Don't allow a disaster to be a cash crisis

Get what you're entitled to after an accident, say Chiara Cavaglieri and Julian Knight

Think of the worst things that can happen to you and among them will probably be a debilitating accident or perhaps medical negligence.

They are much more common occurrences than you may think. Just ask Sandra Broadbent, 60, who suffered a brain injury and was left paralysed in both legs and one arm after being knocked over on a pedestrian crossing in 2001.

The subsequent court case took two years to conclude, but eventually Sandra was awarded a £3m lump sum based on an expected life span of 14 years.

Sandra's husband, Stuart, 62, who now handles her finances, sold their old home and used the money to buy his wife a specially adapted bungalow in Hazel Grove, Cheshire, so that she could have round-the-clock care.

"Ten years along she has very little memory, but she is able to eat with one hand, she watches TV and she loves doing word searches on the computer," says Stuart, who explains that outgoings for her care are close to £17,500 per month.

The damages are being managed by specialist advice firm Frenkel Topping, and although the pot was hit heavily by the recession which wiped out much of the income Sandra was earning by interest and investments, the firm has managed to stretch it out for another four or five years.

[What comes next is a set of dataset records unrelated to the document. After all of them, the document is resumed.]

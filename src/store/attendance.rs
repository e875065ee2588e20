//! Work entry ledger.

use std::sync::{PoisonError, RwLock};

use tracing::debug;

use crate::calculation::MAX_LABOR_VALUE;
use crate::config::ConfigLoader;
use crate::error::{PayrollError, PayrollResult};
use crate::models::{PayrollMonth, WorkEntry};

/// Append-only record of work entries.
#[derive(Debug, Default)]
pub struct AttendanceLedger {
    entries: RwLock<Vec<WorkEntry>>,
}

impl AttendanceLedger {
    /// Creates an empty ledger.
    pub fn new() -> Self {
        Self::default()
    }

    /// Validates and appends a batch of entries.
    ///
    /// The batch is all-or-nothing: the first invalid entry rejects the whole
    /// batch and nothing is stored. An entry is invalid when its labor is
    /// negative, not finite or above [`MAX_LABOR_VALUE`], when its site id is
    /// blank, or when its worker is unknown or inactive.
    ///
    /// Returns the number of entries stored.
    pub fn record(&self, batch: Vec<WorkEntry>, config: &ConfigLoader) -> PayrollResult<usize> {
        for entry in &batch {
            Self::validate(entry, config)?;
        }

        let count = batch.len();
        let mut entries = self.entries.write().unwrap_or_else(PoisonError::into_inner);
        entries.extend(batch);
        debug!(recorded = count, total = entries.len(), "Work entries recorded");
        Ok(count)
    }

    fn validate(entry: &WorkEntry, config: &ConfigLoader) -> PayrollResult<()> {
        let invalid = |message: String| PayrollError::InvalidEntry {
            worker_id: entry.worker_id.clone(),
            message,
        };

        if !entry.labor.is_finite() || entry.labor < 0.0 {
            return Err(invalid(format!(
                "labor must be a non-negative number, got {}",
                entry.labor
            )));
        }
        if entry.labor > MAX_LABOR_VALUE {
            return Err(invalid(format!(
                "labor must be at most {MAX_LABOR_VALUE} hours, got {}",
                entry.labor
            )));
        }
        if entry.site_id.trim().is_empty() {
            return Err(invalid("site id is empty".to_string()));
        }

        let worker = config.get_worker(&entry.worker_id)?;
        if !worker.active {
            return Err(invalid("worker is inactive".to_string()));
        }
        Ok(())
    }

    /// Returns the entries in `month`, optionally narrowed to one worker
    /// and/or one site.
    pub fn entries_in(
        &self,
        month: PayrollMonth,
        worker_id: Option<&str>,
        site_id: Option<&str>,
    ) -> Vec<WorkEntry> {
        let entries = self.entries.read().unwrap_or_else(PoisonError::into_inner);
        entries
            .iter()
            .filter(|e| month.contains_date(e.date))
            .filter(|e| worker_id.is_none_or(|id| e.worker_id == id))
            .filter(|e| site_id.is_none_or(|id| e.site_id == id))
            .cloned()
            .collect()
    }

    /// Total number of stored entries.
    pub fn len(&self) -> usize {
        self.entries.read().unwrap_or_else(PoisonError::into_inner).len()
    }

    /// Returns true if no entries are stored.
    pub fn is_empty(&self) -> bool {
        self.len() == 0
    }
}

"Sandra will probably outlive her finances," says Stuart. "She does receive some disability benefits, but it doesn't come to much. I should have retired at 56 from the NHS but now my pension pays the mortgage and I have to work to live."

Sandra and Stuart are far from alone in their difficulty and large financial settlements made when someone suffers injury or disability have to be handled properly. Expert independent advice is crucial and ideally should be sought at the earliest possible stage, because securing compensation is not simply about how much, but how it's paid out.

Inez Brown, of law firm Medical Accident Group, says: "Many claimants and their solicitors often delay seeking this advice until a claim has settled, by which time it's too late to amend the settlement terms. The first step in the settlement process is to determine whether the client would benefit from a lump-sum payment or regular payments for the rest of the claimant's life."

In most cases, damages for personal injury and clinical negligence are settled as a lump-sum payment, but this needs to be properly managed.

Richard Fullman, head of personal injury at Investec Wealth & Investment, warns against leaving awards in the Court Funds Office's Special Account (which holds money awarded in court to children and people who are unable to look after their own affairs) as it currently pays just 0.5 per cent interest, falling way short of inflation.

"Leaving large sums of cash on deposit may seem like a risk-free option, but it can have catastrophic consequences for lifetime awards as capital is rapidly haemorrhaged and the returns needed to get the portfolio back on track become unfeasibly high," he says. "The risks of getting it wrong can be devastating and result in parents and carers responsible for managing their dependents' financial affairs facing tough decisions around cutting the costs of medical care and support."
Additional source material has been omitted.